I don’t remember reading all that much in my twenties, I don’t think I did. I was too busy being young and living extra hard but now that I’m in my fifties and stuck in a box inside a state during a winter that takes up half the year let me tell you something, any bad feelings I might’ve had back then about how hard I partied and fucked around are gone forever. You got it while the gettin’ was good, good for you, Young Me.
Anyway, I was living my life and burning out at various jobs then kids came along so I could burn out simultaneously on both work and parenting. I honestly don’t even know when I picked up my all-consuming desire to read again, I really don’t think it was until right around when I got an agent, which is … astonishing/depressing, really.

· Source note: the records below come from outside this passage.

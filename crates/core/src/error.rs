#[derive(Debug, thiserror::Error)]
pub enum TriageError {
    #[error("invalid priority label: '{0}'; accepted labels are: 'Emergência', 'Muita Urgência', 'Pouca Urgência', 'Não Urgência'")]
    InvalidPriorityLabel(String),
    #[error("invalid input: {0}")]
    InvalidInput(String),
    #[error("a patient with national identifier {0} is already registered")]
    DuplicateNationalId(String),
    #[error("patient not found: {0}")]
    PatientNotFound(String),
    #[error("failed to create patient directory: {0}")]
    PatientDirCreation(std::io::Error),
    #[error("failed to write patient file: {0}")]
    FileWrite(std::io::Error),
    #[error("failed to read patient file: {0}")]
    FileRead(std::io::Error),
    #[error("failed to remove patient directory: {0}")]
    FileRemove(std::io::Error),
    #[error("failed to serialize patient: {0}")]
    Serialization(serde_json::Error),
    #[error("failed to deserialize patient: {0}")]
    Deserialization(serde_json::Error),
}

pub type TriageResult<T> = std::result::Result<T, TriageError>;

#[cfg(test)]
mod error_tests {
    use super::*;

    #[test]
    fn invalid_priority_label_enumerates_accepted_labels() {
        let err = TriageError::InvalidPriorityLabel("Urgentíssimo".into());
        let message = err.to_string();

        assert!(message.contains("Urgentíssimo"));
        assert!(message.contains("Emergência"));
        assert!(message.contains("Muita Urgência"));
        assert!(message.contains("Pouca Urgência"));
        assert!(message.contains("Não Urgência"));
    }
}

I remember him name checking authors in our first call, writers he thought my work was reminiscent of and I was like:
I’ve thought, written, and talked about my somewhat recent realization that life isn’t a direct one-way line through time but rather a series of big, circling loops that keep dumping us all back where we started. This can be terrible or wonderful. With reading, the return has been wonderful.
I mention all of this because I think in the age of social media, reading — like everything else — can feel like a competition. We start to panic that we’re behind. We worry we’re behind in our careers, behind in our relationships or having kids, and behind in achieving things we probably don’t actually want if we’d just spend more than 5 minutes reflecting on it (i.e. maybe we want those things because someone else has them, sort of a toddler mentality really, also I am tagged in this photo and don’t like it). And this goes all the way down to seemingly small, supposedly pleasurable things like how many books we’ve read in a year. I saw a few people post about reading more than 100 books last year. How!!! But also, good for them if that’s what they like to do! I mean, other people I don’t know reading 100 books in a year has zero impact on me and my life unless all 100 books were actually written by me in which case, regards.
This is not exactly breaking news but we are still in the midst of a pandemic. A good friend said the other day, “I can’t believe we’re still all doing this.” The “this” being working and parenting and dabbling in amateur epidemiology/risk management assessment and beating ourselves up for anything we think we’re not getting exactly right. Productivity culture and judging our own lives by the magazine version of other people’s lives is going to Instagram story us right into the grave.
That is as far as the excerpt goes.